For many in Washington, last month’s two-week shutdown of the federal government is already ancient history, replaced by a focus on the travails of the Obamacare website and feverish speculation about Hillary Clinton’s prospects as a presidential candidate in 2016. But the aftershocks of the shutdown continue to reverberate around the world. In particular, there is concern that President Barack Obama will have difficulty getting Congress, particularly a Republican-controlled House of Representatives, to vote in favor of giving his administration the flexibility it will need to conduct delicate negotiations, both with foes as well as with friends.
The continuing negotiations between Iran and the six world powers in Geneva are designed to create an enduring foundation for a settlement that would guarantee Iran’s nuclear activities would not lead to the development of nuclear weapons. The current round of talks is supposed to set this process into motion by getting Iran to put “a brake on its nuclear program in return for an easing of economic sanctions.” It may be that more meetings will be needed to narrow the distance between Iran’s desire to retain more of its capabilities and the West’s insistence that Iran undertake serious rollbacks of its current program, including on the crucial question of continued uranium enrichment.
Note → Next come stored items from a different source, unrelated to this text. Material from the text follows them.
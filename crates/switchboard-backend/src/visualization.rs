//! Adapter for the data-visualization provider.

use async_trait::async_trait;
use serde_json::{json, Value};

use switchboard_core::{Capability, HealthStatus};

use crate::adapter::{post_json, BackendAdapter, ProviderCall, SessionContext};
use crate::error::BackendError;

/// Calls the query-generation and chart-analysis service.
///
/// Wire contract: `POST {base}/chat` with `{question, thread_id}`, answering
/// `{sql_query, data, chart_analysis, error, record_count}`. The provider's
/// health endpoint reports an `initialized` flag while its agent warms up.
pub struct VisualizationAdapter {
    client: reqwest::Client,
    base_url: String,
}

impl VisualizationAdapter {
    pub fn new(base_url: &str) -> Self {
        Self {
            client: reqwest::Client::new(),
            base_url: base_url.trim_end_matches('/').to_string(),
        }
    }
}

#[async_trait]
impl BackendAdapter for VisualizationAdapter {
    fn capability(&self) -> Capability {
        Capability::Visualization
    }

    async fn invoke(
        &self,
        call: &ProviderCall,
        context: &SessionContext,
    ) -> Result<Value, BackendError> {
        let body = json!({
            "question": call.query,
            "thread_id": context.session_id,
        });
        post_json(
            &self.client,
            &format!("{}/chat", self.base_url),
            &body,
            call.deadline,
        )
        .await
    }

    async fn probe(&self) -> HealthStatus {
        let url = format!("{}/health", self.base_url);
        let response = match self
            .client
            .get(&url)
            .timeout(std::time::Duration::from_secs(5))
            .send()
            .await
        {
            Ok(r) => r,
            Err(_) => return HealthStatus::Unhealthy,
        };
        if !response.status().is_success() {
            return HealthStatus::Degraded;
        }
        // A reachable provider that has not finished building its agent
        // reports initialized=false.
        match response.json::<Value>().await {
            Ok(body) if body.get("initialized").and_then(Value::as_bool) == Some(false) => {
                HealthStatus::Initializing
            }
            _ => HealthStatus::Healthy,
        }
    }
}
But the preliminary agreement as outlined in the press offers partial sanctions relief in return for Iran dismantling some aspects of its program, though falling short of immediate compliance with all U.N. Security Council resolutions demanding a complete cessation to enrichment activities. With both sides thus showing their goodwill, the process would be expected to continue.
Obama, however, lacks statutory authority to use executive powers to unilaterally suspend or lift congressionally mandated sanctions on Iran beyond a series of limited waivers. Even these powers are up for debate; Republican Sen. Bob Corker has proposed new legislation that would strip these exemptions unless Iran unconditionally and immediately complies with the demand to dismantle its program. In addition, as the talks with Iran continue, some in Congress are proposing yet another set of sanctions be imposed against the Islamic Republic to close remaining loopholes; Democratic Sen. Robert Casey has argued that simply because Iran has negotiators in Geneva is “no reason to let the pressure up.”